The present research examines the landslide susceptibility in Rudraprayag district of Uttarakhand, India using the conditional probability (CP) statistical technique, the boost regression tree (BRT) machine learning algorithm, and the CP-BRT ensemble approach to improve the accuracy of the BRT model. Using the four fold of data, the models' outcomes were cross-checked. The locations of existing landslides were detected by general field surveys and relevant records. 220 previous landslide locations were obtained, presented as an inventory map, and divided into four folds to calibrate and authenticate the models. For modelling the landslide susceptibility, twelve LCFs (landslide conditioning factors) were used.
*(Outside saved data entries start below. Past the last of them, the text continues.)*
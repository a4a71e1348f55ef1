//! C-chain atomic transactions

use super::base::{MIN_INPUT_LEN, MIN_OUTPUT_LEN};
use crate::binary::{Reader, Writer};
use crate::codec::{read_vec, write_vec, Codec, Serializable};
use crate::evm::{sort_evm_inputs, sort_evm_outputs, EvmInput, EvmOutput};
use crate::ids::Id;
use crate::inputs::{sort_inputs, TransferableInput};
use crate::outputs::{sort_outputs, TransferableOutput};
use crate::Result;

const EVM_OUTPUT_LEN: usize = 20 + 8 + 32;
const EVM_INPUT_LEN: usize = 20 + 8 + 32 + 8;

/// Credit EVM accounts from UTXOs exported to the C-chain
#[derive(Debug, Clone, PartialEq, Eq)]
pub struct EvmImportTx {
    /// Network ID
    pub network_id: u32,
    /// C-chain ID
    pub blockchain_id: Id,
    /// Chain the UTXOs were exported from
    pub source_chain: Id,
    /// Inputs spending shared-memory UTXOs
    pub imported_inputs: Vec<TransferableInput>,
    /// Account credits
    pub outputs: Vec<EvmOutput>,
}

impl EvmImportTx {
    /// Canonical order for all collections
    pub fn sort(&mut self) {
        sort_inputs(&mut self.imported_inputs);
        sort_evm_outputs(&mut self.outputs);
    }
}

impl Serializable for EvmImportTx {
    fn write_to(&self, codec: Codec, w: &mut Writer) -> Result<()> {
        w.write_u32(self.network_id);
        w.write_bytes(self.blockchain_id.as_bytes());
        w.write_bytes(self.source_chain.as_bytes());
        write_vec(codec, w, &self.imported_inputs)?;
        write_vec(codec, w, &self.outputs)
    }

    fn read_from(codec: Codec, r: &mut Reader<'_>) -> Result<Self> {
        Ok(Self {
            network_id: r.read_u32()?,
            blockchain_id: Id(r.read_array()?),
            source_chain: Id(r.read_array()?),
            imported_inputs: read_vec(codec, r, MIN_INPUT_LEN)?,
            outputs: read_vec(codec, r, EVM_OUTPUT_LEN)?,
        })
    }
}

/// Debit EVM accounts into shared memory for `destination_chain`
#[derive(Debug, Clone, PartialEq, Eq)]
pub struct EvmExportTx {
    /// Network ID
    pub network_id: u32,
    /// C-chain ID
    pub blockchain_id: Id,
    /// Chain that may import the exported outputs
    pub destination_chain: Id,
    /// Account debits
    pub inputs: Vec<EvmInput>,
    /// Outputs placed in shared memory
    pub exported_outputs: Vec<TransferableOutput>,
}

impl EvmExportTx {
    /// Canonical order for all collections
    pub fn sort(&mut self, codec: Codec) -> Result<()> {
        sort_evm_inputs(&mut self.inputs);
        sort_outputs(codec, &mut self.exported_outputs)
    }
}

impl Serializable for EvmExportTx {
    fn write_to(&self, codec: Codec, w: &mut Writer) -> Result<()> {
        w.write_u32(self.network_id);
        w.write_bytes(self.blockchain_id.as_bytes());
        w.write_bytes(self.destination_chain.as_bytes());
        write_vec(codec, w, &self.inputs)?;
        write_vec(codec, w, &self.exported_outputs)
    }

    fn read_from(codec: Codec, r: &mut Reader<'_>) -> Result<Self> {
        Ok(Self {
            network_id: r.read_u32()?,
            blockchain_id: Id(r.read_array()?),
            destination_chain: Id(r.read_array()?),
            inputs: read_vec(codec, r, EVM_INPUT_LEN)?,
            exported_outputs: read_vec(codec, r, MIN_OUTPUT_LEN)?,
        })
    }
}
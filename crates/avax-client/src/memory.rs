//! In-memory node for tests
//!
//! Keeps per-chain UTXO stores (local and atomic), applies issued
//! transactions to them, and records what was issued.

use crate::node::{GetUtxosRequest, NodeClient, UtxoIndex, UtxoPage};
use crate::{Error, Result};
use async_trait::async_trait;
use avax_core::tx::UnsignedTx;
use avax_core::{
    cb58, parse_address, ChainContext, Codec, Id, Serializable, ShortId, TransferableOutput, Tx,
    Utxo, UtxoId,
};
use avax_params::{ChainAlias, Network};
use std::collections::HashMap;
use tokio::sync::Mutex;

/// Store key: chain holding the UTXOs and, for atomic UTXOs, the chain
/// that exported them
type StoreKey = (ChainAlias, Option<ChainAlias>);

/// A transaction accepted by [`MemoryNode`]
#[derive(Debug, Clone)]
pub struct IssuedTx {
    /// Chain it was issued on
    pub chain: ChainAlias,
    /// Transaction ID
    pub tx_id: Id,
    /// Decoded transaction
    pub tx: Tx,
}

#[derive(Default)]
struct State {
    utxos: HashMap<StoreKey, Vec<Utxo>>,
    issued: Vec<IssuedTx>,
}

/// In-memory [`NodeClient`]
pub struct MemoryNode {
    ctx: ChainContext,
    state: Mutex<State>,
}

fn rpc(msg: impl Into<String>) -> Error {
    Error::Rpc(msg.into())
}

impl MemoryNode {
    /// Empty node for `network`
    pub fn new(network: &Network) -> Result<Self> {
        Ok(Self {
            ctx: ChainContext::from_network(network, ChainAlias::X)?,
            state: Mutex::new(State::default()),
        })
    }

    /// Seed a UTXO on `chain`, atomic when `source` is set
    pub async fn add_utxo(&self, chain: ChainAlias, source: Option<ChainAlias>, utxo: Utxo) {
        let mut state = self.state.lock().await;
        state.utxos.entry((chain, source)).or_default().push(utxo);
    }

    /// UTXOs held on `chain` (atomic from `source` when set)
    pub async fn utxos(&self, chain: ChainAlias, source: Option<ChainAlias>) -> Vec<Utxo> {
        let state = self.state.lock().await;
        state.utxos.get(&(chain, source)).cloned().unwrap_or_default()
    }

    /// Everything issued so far, in order
    pub async fn issued(&self) -> Vec<IssuedTx> {
        self.state.lock().await.issued.clone()
    }

    fn alias_of(&self, chain_id: &Id) -> Result<ChainAlias> {
        self.ctx
            .alias_of(chain_id)
            .ok_or_else(|| rpc(format!("unknown chain {}", chain_id)))
    }
}

fn exported(tx: &UnsignedTx) -> Option<(Id, &[TransferableOutput])> {
    match tx {
        UnsignedTx::AvmExport(tx) | UnsignedTx::PvmExport(tx) => {
            Some((tx.destination_chain, tx.exported_outputs.as_slice()))
        }
        UnsignedTx::EvmExport(tx) => Some((tx.destination_chain, tx.exported_outputs.as_slice())),
        _ => None,
    }
}

fn imported_from(tx: &UnsignedTx) -> Option<Id> {
    match tx {
        UnsignedTx::AvmImport(tx) | UnsignedTx::PvmImport(tx) => Some(tx.source_chain),
        UnsignedTx::EvmImport(tx) => Some(tx.source_chain),
        _ => None,
    }
}

#[async_trait]
impl NodeClient for MemoryNode {
    async fn get_utxos(&self, request: GetUtxosRequest) -> Result<UtxoPage> {
        let chain = request
            .chain
            .ok_or_else(|| rpc("request does not name a chain"))?;
        let source = match &request.source_chain {
            Some(s) => Some(self.alias_of(&Id::from_cb58(s)?)?),
            None => None,
        };
        let owners = request
            .addresses
            .iter()
            .map(|a| -> Result<ShortId> { Ok(parse_address(a)?.id) })
            .collect::<Result<Vec<ShortId>>>()?;

        let state = self.state.lock().await;
        let owned: Vec<&Utxo> = state
            .utxos
            .get(&(chain, source))
            .map(|utxos| {
                utxos
                    .iter()
                    .filter(|u| u.output.owners().contains_any(&owners))
                    .collect()
            })
            .unwrap_or_default();

        let start = match &request.start_index {
            Some(index) => owned
                .iter()
                .position(|u| u.id().to_string() == index.utxo)
                .map(|i| i + 1)
                .unwrap_or(owned.len()),
            None => 0,
        };
        let page: Vec<&Utxo> = owned
            .iter()
            .skip(start)
            .take(request.limit as usize)
            .copied()
            .collect();

        let codec = Codec::for_chain(chain);
        let utxos = page
            .iter()
            .map(|u| -> Result<String> { Ok(cb58::encode_hex(&u.to_bytes(codec)?)) })
            .collect::<Result<Vec<_>>>()?;
        let end_index = UtxoIndex {
            address: request.addresses.first().cloned().unwrap_or_default(),
            utxo: page
                .last()
                .map(|u| u.id().to_string())
                .or_else(|| request.start_index.as_ref().map(|i| i.utxo.clone()))
                .unwrap_or_default(),
        };

        Ok(UtxoPage {
            num_fetched: utxos.len() as u32,
            utxos,
            end_index,
        })
    }

    async fn issue_tx(&self, chain: ChainAlias, tx_hex: String) -> Result<Id> {
        let bytes =
            cb58::decode_hex(&tx_hex).map_err(|e| rpc(format!("bad tx encoding: {}", e)))?;
        let tx = Tx::from_bytes(Codec::for_chain(chain), &bytes)
            .map_err(|e| rpc(format!("bad tx: {}", e)))?;
        let tx_id = Id::hash(&bytes);

        let source = imported_from(&tx.unsigned)
            .map(|id| self.alias_of(&id))
            .transpose()?;
        let local_inputs: Vec<UtxoId> = tx
            .unsigned
            .base()
            .map(|b| b.inputs.iter().map(|i| i.utxo_id()).collect())
            .unwrap_or_default();
        let atomic_inputs: Vec<UtxoId> = tx
            .unsigned
            .utxo_inputs()
            .into_iter()
            .skip(local_inputs.len())
            .map(|i| i.utxo_id())
            .collect();

        let mut state = self.state.lock().await;
        let spends = local_inputs
            .iter()
            .map(|id| ((chain, None), *id))
            .chain(atomic_inputs.iter().map(|id| ((chain, source), *id)));
        for (key, id) in spends.clone() {
            let known = state
                .utxos
                .get(&key)
                .map_or(false, |utxos| utxos.iter().any(|u| u.id() == id));
            if !known {
                return Err(rpc(format!("input {} is missing or already spent", id)));
            }
        }
        for (key, id) in spends {
            if let Some(utxos) = state.utxos.get_mut(&key) {
                utxos.retain(|u| u.id() != id);
            }
        }

        let base_outputs = tx
            .unsigned
            .base()
            .map(|b| b.outputs.clone())
            .unwrap_or_default();
        let local = state.utxos.entry((chain, None)).or_default();
        for (index, out) in base_outputs.iter().enumerate() {
            local.push(Utxo::new(tx_id, index as u32, out.asset_id, out.output.clone()));
        }
        if let Some((destination, outputs)) = exported(&tx.unsigned) {
            let destination = self.alias_of(&destination)?;
            let atomic = state.utxos.entry((destination, Some(chain))).or_default();
            for (offset, out) in outputs.iter().enumerate() {
                let index = (base_outputs.len() + offset) as u32;
                atomic.push(Utxo::new(tx_id, index, out.asset_id, out.output.clone()));
            }
        }

        tracing::info!("MemoryNode accepted {} on {}-chain", tx_id, chain);
        state.issued.push(IssuedTx { chain, tx_id, tx });
        Ok(tx_id)
    }
}

#[cfg(test)]
mod tests {
    use super::*;
    use avax_core::format_address;

    const OWNER: ShortId = ShortId([4; 20]);

    #[tokio::test]
    async fn test_paging_by_owner() {
        let network = Network::local();
        let node = MemoryNode::new(&network).unwrap();
        let asset = Id([1; 32]);
        for tx in 1..=5u8 {
            node.add_utxo(ChainAlias::X, None, Utxo::test_transfer(tx, asset, 10, OWNER))
                .await;
        }
        node.add_utxo(ChainAlias::X, None, Utxo::test_transfer(9, asset, 10, ShortId([5; 20])))
            .await;

        let address = format_address("X", &network.hrp, &OWNER).unwrap();
        let first = node
            .get_utxos(GetUtxosRequest::new(ChainAlias::X, vec![address.clone()], 3))
            .await
            .unwrap();
        assert_eq!(first.num_fetched, 3);

        let mut next = GetUtxosRequest::new(ChainAlias::X, vec![address], 3);
        next.start_index = Some(first.end_index);
        let second = node.get_utxos(next).await.unwrap();
        assert_eq!(second.num_fetched, 2);
    }

    #[tokio::test]
    async fn test_rejects_garbage() {
        let node = MemoryNode::new(&Network::local()).unwrap();
        assert!(matches!(
            node.issue_tx(ChainAlias::X, "0xdeadbeef".to_string()).await,
            Err(Error::Rpc(_))
        ));
    }
}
Two statistical methods, i.e. the mean absolute error (MAE) and the root mean square error (RMSE), one statistical test, i.e. the Freidman rank test, as well as the receiver operating characteristic (ROC), efficiency and precision were used for authenticating the produced landslide models. The results of the accuracy measures revealed that all models have good potential to recognize the landslide susceptibility in the Garhwal Himalayan region. Among these models, the ensemble model achieved a higher accuracy (precision: 0.829, efficiency: 0.833, AUC: 89.460, RMSE: 0.069 and MAE: 0.141) than the individual models. According to the outcome of the ensemble simulations, the BRT model's predictive accuracy was enhanced by integrating it with the statistical model (CP). The study showed that the areas of fallow land, plantation fields, and roadsides with elevations of more than 1500 m. with steep slopes of 24° to 87° and eroding hills are highly susceptible to landslides. The findings of this work could help in minimizing the landslides' risk in the Western Himalaya and its adjoining areas with similar landscapes and geological characteristics.